Mansur menjelaskan, tindakan retaliasi paling efektif jika dikenakan terhadap jenis produk yang sama, sementara Negeri Ginseng itu tidak menjual pulp atau bubur kertas ke Tanah Air. Korea juga membeli sebagian besar pulp dari Indonesia. Menurut Mansur, hingga kini tercatat 60 persen pulp yang dibutuhkan Korea dikapalkan dari Indonesia.
Karena itu, retaliasi dinilai sulit dilakukan. Pemerintah harus mempertimbangkan supaya tindakan balasan tersebut tidak merugikan Indonesia, dan pada saat yang sama tidak memukul produsen Korea. "Kalau mereka memutuskan tak mau membeli kertas Indonesia karena tindakan balasan itu, kita juga yang merugi, kan?" ujarnya.
Sebelumnya, Sinar Mas mendesak pemerintah melakukan retaliasi terhadap Korea, yang mengenakan bea masuk impor antidumping terhadap beberapa jenis pulp dan kertas dari Indonesia. Korea tetap mengenakan bea antidumping tersebut meskipun Dispute Settlement Body Organisasi Perdagangan Dunia (DSB WTO) sudah memerintahkan Korea merekalkulasi bea masuk tersebut.
Korea dalam hal ini, menurut Mansur, memang tidak memenuhi aturan yang sudah ditetapkan oleh WTO. Hal itu cukup wajar mengingat hampir semua negara biasanya bersikap keras kepala dalam melindungi industri mereka. Bea masuk antidumping yang dikenakan Korea Selatan pun sebetulnya hanya untuk beberapa jenis kertas.
Namun, jika pemerintah Indonesia tetap diam, pengusaha khawatir pengenaan bea masuk antidumping bakal merembet ke produk kertas yang lain. Tindakan retaliasi bisa dikenakan ke jenis produk lain dari Korea yang masuk Indonesia. "Bisa saja dikenakan ke produk lain, tapi alasannya harus kuat," katanya.
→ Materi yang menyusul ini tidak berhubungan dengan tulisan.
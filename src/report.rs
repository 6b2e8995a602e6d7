use anyhow::Result;
use polars::prelude::*;

use crate::portfolio::Portfolio;
use crate::trade::Trade;

/// One row per holding in target order: price, value, current and target weight.
pub fn allocations_to_dataframe(portfolio: &Portfolio) -> Result<DataFrame> {
    let allocations = portfolio.current_allocations();

    let mut tickers = Vec::new();
    let mut shares = Vec::new();
    let mut prices = Vec::new();
    let mut values = Vec::new();
    let mut weights = Vec::new();
    let mut targets = Vec::new();
    for (ticker, target) in portfolio.target_allocation() {
        let Some(holding) = portfolio.holding(ticker) else {
            continue;
        };
        tickers.push(ticker.clone());
        shares.push(holding.shares());
        prices.push(holding.last_price());
        values.push(holding.market_value());
        weights.push(allocations.get(ticker).copied().unwrap_or(0.0));
        targets.push(*target);
    }

    Ok(df!(
        "ticker" => tickers,
        "shares" => shares,
        "last_price" => prices,
        "market_value" => values,
        "weight" => weights,
        "target_weight" => targets
    )?)
}

pub fn trades_to_dataframe(trades: &[Trade]) -> Result<DataFrame> {
    let tickers: Vec<_> = trades.iter().map(|t| t.ticker().to_owned()).collect();
    let actions: Vec<_> = trades.iter().map(|t| t.label()).collect();
    let shares: Vec<_> = trades.iter().map(|t| t.shares()).collect();
    Ok(df!(
        "ticker" => tickers,
        "action" => actions,
        "shares" => shares
    )?)
}
//! Stock portfolio valuation and share-level rebalancing.
//!
//! Build [`Holding`]s, assemble them into a [`Portfolio`] with target weights,
//! refresh prices from a [`PriceSource`], then ask for
//! [`Portfolio::rebalancing_trades`].

pub mod config;
pub mod error;
pub mod holding;
pub mod portfolio;
pub mod prices;
pub mod report;
pub mod trade;

pub use error::{ValidationError, ValidationResult};
pub use holding::{Holding, HoldingConfig};
pub use portfolio::{Portfolio, PortfolioConfig};
pub use prices::{FallbackPriceSource, PriceSource, StaticPriceSource, YahooPriceSource};
pub use trade::Trade;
Hal senada juga diungkapkan oleh Direktur Industri Hasil Hutan Kementerian Perindustrian Aryan Wargadalam. Aryan mengatakan retaliasi harus dipelajari betul-betul agar jangan sampai Indonesia yang justru merugi. "Apakah banyak yang ekspor (kertas) ke sana? Apakah semuanya kena (tudingan dumping)?" katanya.
Dia menjelaskan, barang dari Korea yang masuk Indonesia kebanyakan merupakan produk kendaraan bermotor. Pemerintah bisa saja memutuskan mengenakan tindakan balasan terhadap impor kendaraan bermotor dari Korea, tetapi pemerintah harus mampu mengajukan alasan yang kuat.
Selama tahun lalu nilai perdagangan antara Indonesia dan Korea tercatat US$ 6,3 miliar. Kementerian Perdagangan mencatat kenaikan nilai perdagangan sebesar 77 persen sampai Juli lalu atau menjadi US$ 11,2 miliar. Ekspor Indonesia ke Korea Selatan tercatat naik sebesar 81 persen menjadi US$ 6,9 miliar. Sedangkan impor dari Korea Selatan naik 71 persen menjadi US$ 4,3 miliar.